Discuss how they can make sure to order new medication before it runs out. If they are moving away or leaving for college, make sure they have another doctor or ADHD professional near their new home so they can get help when they need it.

Your child needs to know that it's important to take their medication as their doctor prescribed. Otherwise, their symptoms will get worse. That can make it hard to study or to do well at work. It even raises the odds they could engage in risky behavior, like alcohol abuse.

Make sure they know that they should never share medication with someone else.
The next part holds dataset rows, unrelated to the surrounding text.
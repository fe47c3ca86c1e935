//! normalizer-worker — raw→UEM normalization stage (§4.1 cursor mode, §4.2).

use std::sync::Arc;
use std::time::Duration;

use async_trait::async_trait;
use clap::Parser;
use tokio::sync::Mutex;
use tracing::{debug, error, info, warn};

use normalizer::normalize;
use siem_broker::Broker;
use siem_config::{GlobalConfig, StageDefaults, StageSettings, StreamKeys};
use siem_core::RawEvent;
use siem_rules::{load_normalizer_rules, NormalizerRule, RuleSet};
use siem_runtime::{RuntimeError, Worker, WorkerBuilder, WorkerRunner};
use siem_store::ColumnStore;

#[derive(Parser, Debug)]
#[command(name = "normalizer-worker", version, about)]
struct Cli {
    /// Health ping interval in seconds.
    #[arg(long, env = "SIEM_HEALTH_INTERVAL_SEC", default_value_t = 30)]
    health_interval: u64,

    /// Shutdown timeout in seconds.
    #[arg(long, env = "SIEM_SHUTDOWN_TIMEOUT_SEC", default_value_t = 5)]
    shutdown_timeout: u64,
}

struct NormalizerWorker {
    broker: Arc<Broker>,
    rules: Arc<RuleSet<NormalizerRule>>,
    streams: StreamKeys,
    settings: StageSettings,
    consume_handle: Mutex<Option<tokio::task::JoinHandle<()>>>,
}

impl NormalizerWorker {
    async fn consume_loop(
        broker: Arc<Broker>,
        rules: Arc<RuleSet<NormalizerRule>>,
        streams: StreamKeys,
        settings: StageSettings,
    ) {
        loop {
            let last_id = match broker.get_cursor(&settings.last_id_key).await {
                Ok(Some(id)) => id,
                Ok(None) => "0-0".to_string(),
                Err(err) => {
                    error!(error = %err, "failed to read normalizer cursor, retrying");
                    tokio::time::sleep(Duration::from_secs(1)).await;
                    continue;
                }
            };

            let records = match broker
                .read_after(&streams.raw, &last_id, settings.batch_size, settings.block_ms)
                .await
            {
                Ok(records) => records,
                Err(err) => {
                    error!(error = %err, "broker read failed, retrying");
                    tokio::time::sleep(Duration::from_secs(1)).await;
                    continue;
                }
            };

            for record in records {
                let raw = RawEvent::from_map(record.fields.into_iter().collect());
                let current_rules = rules.load();

                match normalize(&current_rules, &raw) {
                    Some(event) => {
                        let fields: Vec<(String, String)> = event.into_map().into_iter().collect();
                        let refs: Vec<(&str, &str)> =
                            fields.iter().map(|(k, v)| (k.as_str(), v.as_str())).collect();
                        if let Err(err) = broker.publish(&streams.normalized, &refs).await {
                            error!(error = %err, "failed to publish normalized event");
                        }
                    }
                    None => {
                        debug!(id = %record.id, "dropped raw event: no enabled normalizer rule");
                    }
                }

                if let Err(err) = broker.set_cursor(&settings.last_id_key, &record.id).await {
                    warn!(error = %err, "failed to advance normalizer cursor");
                }
            }
        }
    }
}

#[async_trait]
impl Worker for NormalizerWorker {
    async fn start(&self) -> Result<(), RuntimeError> {
        let handle = tokio::spawn(Self::consume_loop(
            self.broker.clone(),
            self.rules.clone(),
            self.streams.clone(),
            self.settings.clone(),
        ));
        *self.consume_handle.lock().await = Some(handle);
        info!("normalizer worker started");
        Ok(())
    }

    async fn stop(&self) -> Result<(), RuntimeError> {
        if let Some(handle) = self.consume_handle.lock().await.take() {
            handle.abort();
        }
        info!("normalizer worker stopped");
        Ok(())
    }

    fn name(&self) -> &str {
        "normalizer-worker"
    }
}

#[tokio::main]
async fn main() -> anyhow::Result<()> {
    siem_config::load_dotenv();
    let global = GlobalConfig::from_env();
    siem_logging::init(&global.log_level);

    let cli = Cli::parse();

    let broker_config = siem_config::broker_config_from_env();
    let store_config = siem_config::store_config_from_env();
    let streams = StreamKeys::from_env();
    let settings = StageSettings::from_env("normalizer", &StageDefaults::NORMALIZER);

    let broker = Arc::new(Broker::connect(&broker_config)?);
    let store = ColumnStore::connect(store_config).await?;

    // Startup-only reload (§4.2, §9 REDESIGN FLAGS: periodic reload not implemented).
    let initial_rules = load_normalizer_rules(&store).await?;
    info!(count = initial_rules.len(), "loaded normalizer rules");
    let rules = Arc::new(RuleSet::new(initial_rules));

    let worker = Arc::new(NormalizerWorker {
        broker,
        rules,
        streams,
        settings,
        consume_handle: Mutex::new(None),
    });

    let config = WorkerBuilder::new(global.instance_name.clone())
        .health_interval(Duration::from_secs(cli.health_interval))
        .shutdown_timeout(Duration::from_secs(cli.shutdown_timeout))
        .build();

    WorkerRunner::run(worker, config, None).await?;
    Ok(())
}
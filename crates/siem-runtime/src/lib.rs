//! Worker lifecycle scaffolding shared by every stage binary: health pings,
//! signal-driven graceful shutdown, and the `Worker` trait they hang off of
//! (§5 "Process lifecycle").

mod error;
mod health;
mod worker;

pub use error::RuntimeError;
pub use health::{HealthSink, LoggingHealthSink, WorkerHealth, WorkerStatus};
pub use worker::{Worker, WorkerBuilder, WorkerRunner, WorkerRunnerConfig};
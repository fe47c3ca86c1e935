use thiserror::Error;

#[derive(Debug, Error)]
pub enum BrokerError {
    #[error("redis pool error: {0}")]
    Pool(#[from] deadpool_redis::PoolError),

    #[error("redis config error: {0}")]
    Config(#[from] deadpool_redis::CreatePoolError),

    #[error("redis command failed: {0}")]
    Command(#[from] redis::RedisError),
}
//! alerts-aggregator-worker — periodic `alerts_agg` rebuild (§4.7).

use std::sync::Arc;
use std::time::Duration;

use async_trait::async_trait;
use clap::Parser;
use tokio::sync::Mutex;
use tracing::info;

use alerts_aggregator::{run_tick, AggregateRebuilder};
use siem_config::{GlobalConfig, IntervalConfig};
use siem_runtime::{RuntimeError, Worker, WorkerBuilder, WorkerRunner};
use siem_store::{ColumnStore, StoreError};

#[derive(Parser, Debug)]
#[command(name = "alerts-aggregator-worker", version, about)]
struct Cli {
    #[arg(long, env = "SIEM_HEALTH_INTERVAL_SEC", default_value_t = 30)]
    health_interval: u64,

    #[arg(long, env = "SIEM_SHUTDOWN_TIMEOUT_SEC", default_value_t = 5)]
    shutdown_timeout: u64,
}

#[async_trait]
impl AggregateRebuilder for ColumnStore {
    type Error = StoreError;

    async fn rebuild(&self) -> Result<(), Self::Error> {
        self.rebuild_alerts_agg().await
    }
}

struct AlertsAggregatorWorker {
    store: Arc<ColumnStore>,
    interval: Duration,
    tick_handle: Mutex<Option<tokio::task::JoinHandle<()>>>,
}

impl AlertsAggregatorWorker {
    async fn tick_loop(store: Arc<ColumnStore>, interval: Duration) {
        let mut ticker = tokio::time::interval(interval);
        loop {
            ticker.tick().await;
            let ok = run_tick(store.as_ref()).await;
            info!(ok, "alerts_agg rebuild tick complete");
        }
    }
}

#[async_trait]
impl Worker for AlertsAggregatorWorker {
    async fn start(&self) -> Result<(), RuntimeError> {
        let handle = tokio::spawn(Self::tick_loop(self.store.clone(), self.interval));
        *self.tick_handle.lock().await = Some(handle);
        info!("alerts aggregator worker started");
        Ok(())
    }

    async fn stop(&self) -> Result<(), RuntimeError> {
        if let Some(handle) = self.tick_handle.lock().await.take() {
            handle.abort();
        }
        info!("alerts aggregator worker stopped");
        Ok(())
    }

    fn name(&self) -> &str {
        "alerts-aggregator-worker"
    }
}

#[tokio::main]
async fn main() -> anyhow::Result<()> {
    siem_config::load_dotenv();
    let global = GlobalConfig::from_env();
    siem_logging::init(&global.log_level);

    let cli = Cli::parse();

    let store_config = siem_config::store_config_from_env();
    let intervals = IntervalConfig::from_env();

    let store = Arc::new(ColumnStore::connect(store_config).await?);

    let worker = Arc::new(AlertsAggregatorWorker {
        store,
        interval: intervals.alerts_aggregator,
        tick_handle: Mutex::new(None),
    });

    let config = WorkerBuilder::new(global.instance_name.clone())
        .health_interval(Duration::from_secs(cli.health_interval))
        .shutdown_timeout(Duration::from_secs(cli.shutdown_timeout))
        .build();

    WorkerRunner::run(worker, config, None).await?;
    Ok(())
}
You’ll also want to talk to your child about the daily responsibilities they'll face when they are on their own. For example, how will they manage meals and do laundry? Which bills can they expect to pay, and how will they pay them?

Set boundaries

Part of helping your child become an independent adult is treating them like one, regardless of their ADHD. Don't nag about what they should be doing, and respect their privacy and wishes when they don't want help. You may also want to do things that show them you’re treating them like an adult. For example, you could invite them out to dinner instead of surprising them by dropping by their apartment.

Helping your child plan is good. Make it clear to them that you’re available when they need you. For example, they may ask you to remind them their rent is due each month. But make sure your child is making the requests.

Let the pros step in

You may be used to helping your child with many aspects of their life, like managing money and dealing with tough social situations. Just because they are an adult doesn’t mean you should stop being loving and supportive. But one way to help them make the leap to adulthood is to encourage them to seek help from others. For example, a life coach who specializes in ADHD can help them develop good study skills. A therapist can help them find positive ways to communicate when dealing with conflict, too.